I cannot believe the Labor government will not support more staff involvement in these decisions and more transparency around the transition process as we go forward if they want this merger to work in such a short time frame.

The Hon. R.A. Simms: It's outrageous.

The Hon. T.A. FRANKS: It is not outrageous necessarily, it is ill-thought-out because if you want this merger to work you will engage and work with the people you need to make it work. Even if you were just looking at this as a political venture, surely you would want those people you are going to have to rely on to be happy with the process to be happy with the process. You are setting yourselves up to fail by shutting out staff and students. I urge the Labor government to reconsider their current opposition to those amendments around better governance that is more inclusive and more reflective of this being a public institution.

I note that the Hon. Sarah Game spoke glowingly of her time on the committee. I did not have such a fine time as the Hon. Sarah Game did on the committee. I found myself shut down and shut up by Labor members, spoken over many a time, and I found that quite offensive. It was actually one of the worst committee experiences I have had in my time in this parliament. I ask Labor to consider and reflect upon—it was not members of this council because I think members of this council understand the role of a crossbench and our right to be here, but I found members of the other place not willing to allow me to ask questions of witnesses and shutting me down in a way that certainly was not reflective of good committee practice and process and possible progress on this.

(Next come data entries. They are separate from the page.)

impl SqliteStorage {
  /// Open (or create) the database at `path`, or at the default location.
  pub fn open(path: Option<&Path>) -> Result<Self> {
    let path = match path {
      Some(p) => p.to_path_buf(),
      None => Self::default_path()?,
    };

    // Ensure parent directory exists
    if let Some(parent) = path.parent() {
      std::fs::create_dir_all(parent)
        .map_err(|e| eyre!("Failed to create cache directory: {}", e))?;
    }

    let conn = Connection::open(&path)
      .map_err(|e| eyre!("Failed to open cache database at {}: {}", path.display(), e))?;

    Self::with_connection(conn)
  }

  /// Open a private in-memory database.
  #[cfg(test)]
  pub fn open_in_memory() -> Result<Self> {
    let conn = Connection::open_in_memory()
      .map_err(|e| eyre!("Failed to open in-memory cache database: {}", e))?;

    Self::with_connection(conn)
  }

  fn with_connection(conn: Connection) -> Result<Self> {
    let storage = Self {
      conn: Mutex::new(conn),
    };
    storage.run_migrations()?;

    Ok(storage)
  }

  /// Get the default database path.
  pub fn default_path() -> Result<PathBuf> {
    let data_dir = dirs::data_dir()
      .or_else(|| dirs::home_dir().map(|p| p.join(".local/share")))
      .ok_or_else(|| eyre!("Could not determine data directory"))?;

    Ok(data_dir.join("offcache").join("cache.db"))
  }

  /// Run database migrations for cache tables.
  fn run_migrations(&self) -> Result<()> {
    let conn = self.lock()?;

    conn
      .execute_batch(CACHE_SCHEMA)
      .map_err(|e| eyre!("Failed to run cache migrations: {}", e))?;

    Ok(())
  }

  fn lock(&self) -> Result<std::sync::MutexGuard<'_, Connection>> {
    self
      .conn
      .lock()
      .map_err(|e| eyre!("Lock poisoned: {}", e))
  }
}

/// Schema for cache tables.
const CACHE_SCHEMA: &str = r#"
PRAGMA foreign_keys = ON;

-- Named, versioned response stores
CREATE TABLE IF NOT EXISTS cache_stores (
    name TEXT PRIMARY KEY,
    activated INTEGER NOT NULL DEFAULT 0,
    created_at TEXT NOT NULL DEFAULT (strftime('%Y-%m-%d %H:%M:%f', 'now'))
);

-- One response per (store, request key)
CREATE TABLE IF NOT EXISTS cache_entries (
    store TEXT NOT NULL,
    request_hash TEXT NOT NULL,
    method TEXT NOT NULL,
    url TEXT NOT NULL,
    mode TEXT NOT NULL,
    status INTEGER NOT NULL,
    headers TEXT NOT NULL,
    body BLOB NOT NULL,
    cached_at TEXT NOT NULL DEFAULT (strftime('%Y-%m-%d %H:%M:%f', 'now')),
    PRIMARY KEY (store, request_hash),
    FOREIGN KEY (store) REFERENCES cache_stores(name) ON DELETE CASCADE
);

-- Background-sync queue
CREATE TABLE IF NOT EXISTS pending_requests (
    id INTEGER PRIMARY KEY AUTOINCREMENT,
    method TEXT NOT NULL,
    url TEXT NOT NULL,
    headers TEXT NOT NULL,
    body BLOB,
    queued_at TEXT NOT NULL DEFAULT (strftime('%Y-%m-%d %H:%M:%f', 'now'))
);
"#;

fn open_store(conn: &Connection, store: &str) -> Result<()> {
  conn
    .execute(
      "INSERT OR IGNORE INTO cache_stores (name) VALUES (?)",
      params![store],
    )
    .map_err(|e| eyre!("Failed to open cache store {}: {}", store, e))?;

  Ok(())
}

I note that the Hon. Sarah Game welcomed the new University of Adelaide. I remind the Hon. Sarah Game that it is actually called the Adelaide University from here on in once we merge it, so I am not really confident that she was aware of what was going on in the committee if she does not even know the name of the new institution that she was inquiring into.

With that, I do look forward to the committee stage because I will be interested to hear some of the answers. I urge Labor members to reflect on their practices in regard to industrial democracy and the very reason that the Labor Party was created to ensure better industrial democracy, to reflect on the work of their federal minister, Minister Clare, and to see this as an opportunity for a better university of the future not one where we are destined to keep making the same mistakes that we currently are.